To do
Look through the entries for the string "descriptor", and copy each line that holds it.

#### Given entries ####

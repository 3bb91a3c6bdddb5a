/*!
 * Core Types
 * Common types used across the scheduling core
 */

use std::time::Duration;

/// Process ID type
pub type Pid = u32;

/// Address type for memory segments
pub type Address = usize;

/// Size type for memory segments
pub type Size = usize;

/// Timestamp in microseconds since the clock epoch
pub type Timestamp = u64;

/// Reserved pid of the idle process
pub const IDLE_PID: Pid = 0;

/// First pid handed out to user processes
pub const FIRST_USER_PID: Pid = 1;

/// Duration between two timestamps, saturating at zero if the clock moved backwards
#[inline]
#[must_use]
pub fn elapsed_between(earlier: Timestamp, now: Timestamp) -> Duration {
    Duration::from_micros(now.saturating_sub(earlier))
}
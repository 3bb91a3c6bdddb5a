/*!
 * Process Table
 * Owns every descriptor and the running-process slot
 */

use super::descriptor::Process;
use crate::core::errors::{SchedulerError, SchedulerResult};
use crate::core::types::{Pid, FIRST_USER_PID};
use ahash::RandomState;
use std::collections::HashMap;

/// Process table
///
/// Pids are handed out monotonically and never reused; the idle process
/// keeps the reserved pid 0.
#[derive(Debug)]
pub struct ProcessTable {
    processes: HashMap<Pid, Process, RandomState>,
    /// `None` once the pid space is used up
    next_pid: Option<Pid>,
    current_pid: Option<Pid>,
}

impl ProcessTable {
    pub fn new() -> Self {
        Self {
            processes: HashMap::with_hasher(RandomState::new()),
            next_pid: Some(FIRST_USER_PID),
            current_pid: None,
        }
    }

    /// Next unused pid
    pub fn allocate_pid(&mut self) -> SchedulerResult<Pid> {
        let pid = self
            .next_pid
            .ok_or_else(|| SchedulerError::ResourceExhausted("pid space exhausted".into()))?;
        self.next_pid = pid.checked_add(1);
        Ok(pid)
    }

    #[cfg(test)]
    pub(crate) fn skip_pids_to(&mut self, pid: Pid) {
        self.next_pid = Some(pid);
    }

    pub fn insert(&mut self, process: Process) {
        self.processes.insert(process.pid, process);
    }

    pub fn remove(&mut self, pid: Pid) -> Option<Process> {
        self.processes.remove(&pid)
    }

    #[inline]
    pub fn get(&self, pid: Pid) -> Option<&Process> {
        self.processes.get(&pid)
    }

    #[inline]
    pub fn get_mut(&mut self, pid: Pid) -> Option<&mut Process> {
        self.processes.get_mut(&pid)
    }

    #[inline]
    pub fn contains(&self, pid: Pid) -> bool {
        self.processes.contains_key(&pid)
    }

    pub fn iter(&self) -> impl Iterator<Item = &Process> {
        self.processes.values()
    }

    pub fn len(&self) -> usize {
        self.processes.len()
    }

    pub fn is_empty(&self) -> bool {
        self.processes.is_empty()
    }

    pub fn live_count(&self) -> usize {
        self.processes.values().filter(|p| p.is_live()).count()
    }

    #[inline]
    pub fn current(&self) -> Option<Pid> {
        self.current_pid
    }

    pub fn current_process(&self) -> Option<&Process> {
        self.current_pid.and_then(|pid| self.processes.get(&pid))
    }

    pub fn set_current(&mut self, pid: Pid) {
        self.current_pid = Some(pid);
    }

    pub fn clear_current(&mut self) -> Option<Pid> {
        self.current_pid.take()
    }
}

impl Default for ProcessTable {
    fn default() -> Self {
        Self::new()
    }
}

####

Expected answer
 * Owns every descriptor and the running-process slot
use super::descriptor::Process;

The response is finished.